[Stored items]
*-*-*
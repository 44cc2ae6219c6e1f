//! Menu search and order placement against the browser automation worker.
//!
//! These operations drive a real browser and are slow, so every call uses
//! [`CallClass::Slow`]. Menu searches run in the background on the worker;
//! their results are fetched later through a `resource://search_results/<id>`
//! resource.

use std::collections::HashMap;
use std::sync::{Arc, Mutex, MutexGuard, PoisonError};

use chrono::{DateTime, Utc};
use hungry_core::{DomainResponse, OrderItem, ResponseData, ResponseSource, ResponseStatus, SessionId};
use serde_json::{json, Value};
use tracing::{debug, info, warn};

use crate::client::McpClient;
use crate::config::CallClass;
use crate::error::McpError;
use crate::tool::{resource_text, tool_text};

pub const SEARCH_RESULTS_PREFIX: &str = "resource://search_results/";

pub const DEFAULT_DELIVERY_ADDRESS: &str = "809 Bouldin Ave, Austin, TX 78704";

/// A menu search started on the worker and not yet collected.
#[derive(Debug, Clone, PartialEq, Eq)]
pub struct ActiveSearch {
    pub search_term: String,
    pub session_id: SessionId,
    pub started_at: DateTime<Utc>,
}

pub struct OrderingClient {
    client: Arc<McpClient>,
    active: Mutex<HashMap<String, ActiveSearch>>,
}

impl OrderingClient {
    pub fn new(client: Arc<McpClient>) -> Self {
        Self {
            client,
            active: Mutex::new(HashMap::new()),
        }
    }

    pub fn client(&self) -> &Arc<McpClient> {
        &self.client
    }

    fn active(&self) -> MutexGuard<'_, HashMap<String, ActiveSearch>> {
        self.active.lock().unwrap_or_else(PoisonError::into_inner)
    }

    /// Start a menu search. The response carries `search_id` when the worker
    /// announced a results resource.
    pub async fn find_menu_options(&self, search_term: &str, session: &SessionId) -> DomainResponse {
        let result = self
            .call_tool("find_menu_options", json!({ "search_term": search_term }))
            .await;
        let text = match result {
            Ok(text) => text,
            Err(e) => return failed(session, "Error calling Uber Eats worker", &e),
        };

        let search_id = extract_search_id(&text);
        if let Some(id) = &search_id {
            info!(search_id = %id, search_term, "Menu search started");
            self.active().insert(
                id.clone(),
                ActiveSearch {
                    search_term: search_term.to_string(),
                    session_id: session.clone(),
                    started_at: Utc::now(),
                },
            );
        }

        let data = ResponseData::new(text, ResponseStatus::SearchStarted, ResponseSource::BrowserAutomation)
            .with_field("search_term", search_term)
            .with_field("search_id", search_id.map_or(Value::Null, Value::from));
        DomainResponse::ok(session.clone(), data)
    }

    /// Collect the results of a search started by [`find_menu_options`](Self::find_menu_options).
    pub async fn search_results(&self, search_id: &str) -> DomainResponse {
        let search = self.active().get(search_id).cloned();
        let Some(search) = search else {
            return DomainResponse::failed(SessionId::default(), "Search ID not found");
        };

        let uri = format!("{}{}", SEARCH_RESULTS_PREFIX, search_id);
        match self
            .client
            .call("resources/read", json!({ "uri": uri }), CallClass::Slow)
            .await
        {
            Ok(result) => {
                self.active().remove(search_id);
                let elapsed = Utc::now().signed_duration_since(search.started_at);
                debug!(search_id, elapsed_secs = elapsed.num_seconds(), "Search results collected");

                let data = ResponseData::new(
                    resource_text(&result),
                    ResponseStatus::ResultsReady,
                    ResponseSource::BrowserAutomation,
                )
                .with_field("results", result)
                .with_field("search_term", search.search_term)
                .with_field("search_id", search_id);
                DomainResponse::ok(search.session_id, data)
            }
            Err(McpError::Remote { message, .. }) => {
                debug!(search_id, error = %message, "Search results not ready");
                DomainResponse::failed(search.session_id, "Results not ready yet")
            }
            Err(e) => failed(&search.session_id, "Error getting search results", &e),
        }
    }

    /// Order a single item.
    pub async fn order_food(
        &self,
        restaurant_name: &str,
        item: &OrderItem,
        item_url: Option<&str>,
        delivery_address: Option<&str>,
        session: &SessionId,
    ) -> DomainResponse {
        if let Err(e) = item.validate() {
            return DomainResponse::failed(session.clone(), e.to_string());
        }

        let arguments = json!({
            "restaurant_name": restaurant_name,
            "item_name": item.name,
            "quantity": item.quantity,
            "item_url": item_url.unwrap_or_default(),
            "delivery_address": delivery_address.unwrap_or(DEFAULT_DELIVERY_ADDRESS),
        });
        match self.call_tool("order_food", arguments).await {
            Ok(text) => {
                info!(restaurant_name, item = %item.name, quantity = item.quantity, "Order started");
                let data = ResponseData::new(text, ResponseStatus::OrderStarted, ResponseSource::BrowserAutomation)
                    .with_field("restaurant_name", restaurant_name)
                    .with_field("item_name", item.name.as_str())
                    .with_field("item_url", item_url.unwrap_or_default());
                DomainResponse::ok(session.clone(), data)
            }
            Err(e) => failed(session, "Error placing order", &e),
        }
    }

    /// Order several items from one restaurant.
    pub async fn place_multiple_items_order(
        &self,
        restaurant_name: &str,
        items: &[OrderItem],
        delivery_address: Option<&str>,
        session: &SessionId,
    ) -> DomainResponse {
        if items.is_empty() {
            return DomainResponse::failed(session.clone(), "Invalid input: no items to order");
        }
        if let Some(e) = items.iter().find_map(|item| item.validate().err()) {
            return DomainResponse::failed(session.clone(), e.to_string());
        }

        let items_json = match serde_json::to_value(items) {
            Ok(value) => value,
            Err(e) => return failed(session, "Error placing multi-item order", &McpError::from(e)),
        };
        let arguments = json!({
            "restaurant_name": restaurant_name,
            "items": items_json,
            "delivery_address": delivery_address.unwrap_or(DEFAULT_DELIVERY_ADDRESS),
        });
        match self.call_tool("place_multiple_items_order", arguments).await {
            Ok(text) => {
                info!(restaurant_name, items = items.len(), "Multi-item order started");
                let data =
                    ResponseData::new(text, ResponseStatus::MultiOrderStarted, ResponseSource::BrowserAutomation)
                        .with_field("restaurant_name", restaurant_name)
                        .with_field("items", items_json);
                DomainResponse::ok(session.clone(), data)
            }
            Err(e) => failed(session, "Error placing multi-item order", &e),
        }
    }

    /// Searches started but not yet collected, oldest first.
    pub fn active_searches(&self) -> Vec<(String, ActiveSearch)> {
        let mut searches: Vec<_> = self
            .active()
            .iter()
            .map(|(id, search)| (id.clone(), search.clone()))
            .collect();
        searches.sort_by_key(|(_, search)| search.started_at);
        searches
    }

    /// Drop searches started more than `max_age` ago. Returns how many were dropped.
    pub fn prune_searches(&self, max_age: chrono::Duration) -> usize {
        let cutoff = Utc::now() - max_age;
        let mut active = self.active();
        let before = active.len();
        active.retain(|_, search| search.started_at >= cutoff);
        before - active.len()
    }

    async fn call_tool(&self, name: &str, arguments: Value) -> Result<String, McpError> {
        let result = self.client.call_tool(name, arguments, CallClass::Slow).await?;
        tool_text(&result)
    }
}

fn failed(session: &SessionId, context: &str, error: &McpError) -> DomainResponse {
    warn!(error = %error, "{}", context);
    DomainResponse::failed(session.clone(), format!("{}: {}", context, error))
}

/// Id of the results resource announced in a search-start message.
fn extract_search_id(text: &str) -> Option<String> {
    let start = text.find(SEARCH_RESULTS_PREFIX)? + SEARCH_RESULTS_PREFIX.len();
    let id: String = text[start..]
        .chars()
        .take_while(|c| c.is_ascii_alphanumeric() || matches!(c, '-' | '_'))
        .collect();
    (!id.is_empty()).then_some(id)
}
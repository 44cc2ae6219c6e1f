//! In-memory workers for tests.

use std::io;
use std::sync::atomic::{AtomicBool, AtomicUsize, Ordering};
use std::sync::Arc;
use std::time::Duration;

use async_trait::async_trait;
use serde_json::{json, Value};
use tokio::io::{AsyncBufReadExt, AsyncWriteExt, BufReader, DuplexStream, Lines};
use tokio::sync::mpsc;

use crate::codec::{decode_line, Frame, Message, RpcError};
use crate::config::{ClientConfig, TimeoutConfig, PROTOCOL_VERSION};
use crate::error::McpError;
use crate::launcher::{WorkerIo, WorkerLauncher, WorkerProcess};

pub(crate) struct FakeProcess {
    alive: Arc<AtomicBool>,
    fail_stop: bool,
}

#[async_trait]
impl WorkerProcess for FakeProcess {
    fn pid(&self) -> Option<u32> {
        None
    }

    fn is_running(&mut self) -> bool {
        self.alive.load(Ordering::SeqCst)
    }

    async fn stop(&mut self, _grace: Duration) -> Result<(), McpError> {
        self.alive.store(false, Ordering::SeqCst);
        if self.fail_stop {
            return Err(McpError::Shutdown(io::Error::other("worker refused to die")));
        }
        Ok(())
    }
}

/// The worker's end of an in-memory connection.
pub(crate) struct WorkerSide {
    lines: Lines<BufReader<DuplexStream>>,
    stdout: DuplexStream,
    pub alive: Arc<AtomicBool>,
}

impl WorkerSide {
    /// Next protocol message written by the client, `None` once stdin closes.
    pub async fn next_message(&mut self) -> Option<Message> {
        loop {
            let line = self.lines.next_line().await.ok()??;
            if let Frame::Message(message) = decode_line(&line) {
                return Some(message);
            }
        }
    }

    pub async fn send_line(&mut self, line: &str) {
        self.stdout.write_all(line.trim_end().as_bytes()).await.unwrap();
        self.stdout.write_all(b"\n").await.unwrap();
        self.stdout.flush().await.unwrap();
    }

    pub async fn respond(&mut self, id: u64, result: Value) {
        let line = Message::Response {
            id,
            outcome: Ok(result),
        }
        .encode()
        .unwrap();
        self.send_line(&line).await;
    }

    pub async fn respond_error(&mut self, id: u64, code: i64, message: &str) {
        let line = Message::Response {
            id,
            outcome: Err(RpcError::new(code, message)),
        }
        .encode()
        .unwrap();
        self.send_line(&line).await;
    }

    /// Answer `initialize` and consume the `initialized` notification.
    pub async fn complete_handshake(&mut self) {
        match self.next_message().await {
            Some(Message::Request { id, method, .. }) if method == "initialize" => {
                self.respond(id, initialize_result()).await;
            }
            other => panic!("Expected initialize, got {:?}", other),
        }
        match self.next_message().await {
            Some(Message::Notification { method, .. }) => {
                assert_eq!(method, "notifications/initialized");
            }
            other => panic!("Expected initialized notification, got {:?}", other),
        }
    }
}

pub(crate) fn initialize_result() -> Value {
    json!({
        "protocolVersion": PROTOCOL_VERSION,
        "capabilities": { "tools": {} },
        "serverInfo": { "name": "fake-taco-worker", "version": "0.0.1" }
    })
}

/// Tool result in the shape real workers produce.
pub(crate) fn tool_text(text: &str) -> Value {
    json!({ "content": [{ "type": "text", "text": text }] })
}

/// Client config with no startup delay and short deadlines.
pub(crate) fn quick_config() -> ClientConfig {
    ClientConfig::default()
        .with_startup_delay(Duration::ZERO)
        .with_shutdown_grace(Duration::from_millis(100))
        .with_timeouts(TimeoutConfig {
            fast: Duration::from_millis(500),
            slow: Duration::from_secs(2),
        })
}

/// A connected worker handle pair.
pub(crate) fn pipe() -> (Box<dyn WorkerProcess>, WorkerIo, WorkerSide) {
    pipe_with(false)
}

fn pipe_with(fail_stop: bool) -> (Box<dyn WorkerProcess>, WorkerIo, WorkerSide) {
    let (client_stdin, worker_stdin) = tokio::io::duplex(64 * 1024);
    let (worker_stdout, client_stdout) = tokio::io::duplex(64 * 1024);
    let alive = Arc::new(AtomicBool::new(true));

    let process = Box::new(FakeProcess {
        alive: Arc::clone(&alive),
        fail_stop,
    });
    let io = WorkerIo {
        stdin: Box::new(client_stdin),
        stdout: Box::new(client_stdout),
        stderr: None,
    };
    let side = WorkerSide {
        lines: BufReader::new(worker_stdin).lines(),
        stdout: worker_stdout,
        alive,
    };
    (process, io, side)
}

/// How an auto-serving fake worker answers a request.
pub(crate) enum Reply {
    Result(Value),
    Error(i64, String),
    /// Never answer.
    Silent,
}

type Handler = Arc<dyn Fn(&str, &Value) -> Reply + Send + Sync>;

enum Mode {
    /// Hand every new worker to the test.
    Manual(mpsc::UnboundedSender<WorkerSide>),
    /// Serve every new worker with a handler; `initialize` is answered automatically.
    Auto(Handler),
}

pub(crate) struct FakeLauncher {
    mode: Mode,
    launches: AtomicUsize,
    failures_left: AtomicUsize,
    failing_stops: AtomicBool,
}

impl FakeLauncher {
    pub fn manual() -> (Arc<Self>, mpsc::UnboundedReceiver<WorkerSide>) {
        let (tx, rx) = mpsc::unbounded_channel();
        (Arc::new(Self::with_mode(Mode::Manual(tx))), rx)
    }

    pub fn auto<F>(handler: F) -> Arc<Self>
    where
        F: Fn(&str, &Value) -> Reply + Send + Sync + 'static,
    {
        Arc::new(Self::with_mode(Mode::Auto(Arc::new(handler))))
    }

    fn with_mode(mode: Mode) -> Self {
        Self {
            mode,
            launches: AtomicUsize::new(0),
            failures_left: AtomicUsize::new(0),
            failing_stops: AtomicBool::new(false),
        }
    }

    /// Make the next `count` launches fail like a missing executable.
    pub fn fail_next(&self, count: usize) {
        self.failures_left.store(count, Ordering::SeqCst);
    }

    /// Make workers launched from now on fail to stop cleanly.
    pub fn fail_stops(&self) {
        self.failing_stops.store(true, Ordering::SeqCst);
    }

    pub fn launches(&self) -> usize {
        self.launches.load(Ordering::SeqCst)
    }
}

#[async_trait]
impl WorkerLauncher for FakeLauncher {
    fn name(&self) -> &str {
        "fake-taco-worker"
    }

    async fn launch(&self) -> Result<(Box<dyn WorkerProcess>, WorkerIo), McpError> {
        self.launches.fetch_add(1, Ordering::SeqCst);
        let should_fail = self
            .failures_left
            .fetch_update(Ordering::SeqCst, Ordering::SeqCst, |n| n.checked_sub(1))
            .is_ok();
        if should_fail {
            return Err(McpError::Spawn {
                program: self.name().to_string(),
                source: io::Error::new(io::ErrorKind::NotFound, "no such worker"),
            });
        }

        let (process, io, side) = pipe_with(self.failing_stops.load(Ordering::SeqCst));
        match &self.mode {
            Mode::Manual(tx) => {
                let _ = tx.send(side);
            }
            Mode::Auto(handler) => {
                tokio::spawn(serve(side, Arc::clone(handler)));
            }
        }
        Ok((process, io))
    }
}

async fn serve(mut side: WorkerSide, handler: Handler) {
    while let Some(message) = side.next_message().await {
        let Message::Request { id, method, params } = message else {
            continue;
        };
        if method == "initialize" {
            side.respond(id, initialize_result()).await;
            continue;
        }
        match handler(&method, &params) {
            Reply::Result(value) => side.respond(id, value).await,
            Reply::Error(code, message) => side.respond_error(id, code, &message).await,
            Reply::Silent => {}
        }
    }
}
*-*-*
What you are asked to do =>
Only the number should be given: the count of lines in the entries that contain the string "AtomicUsize".

Output of the task =>
5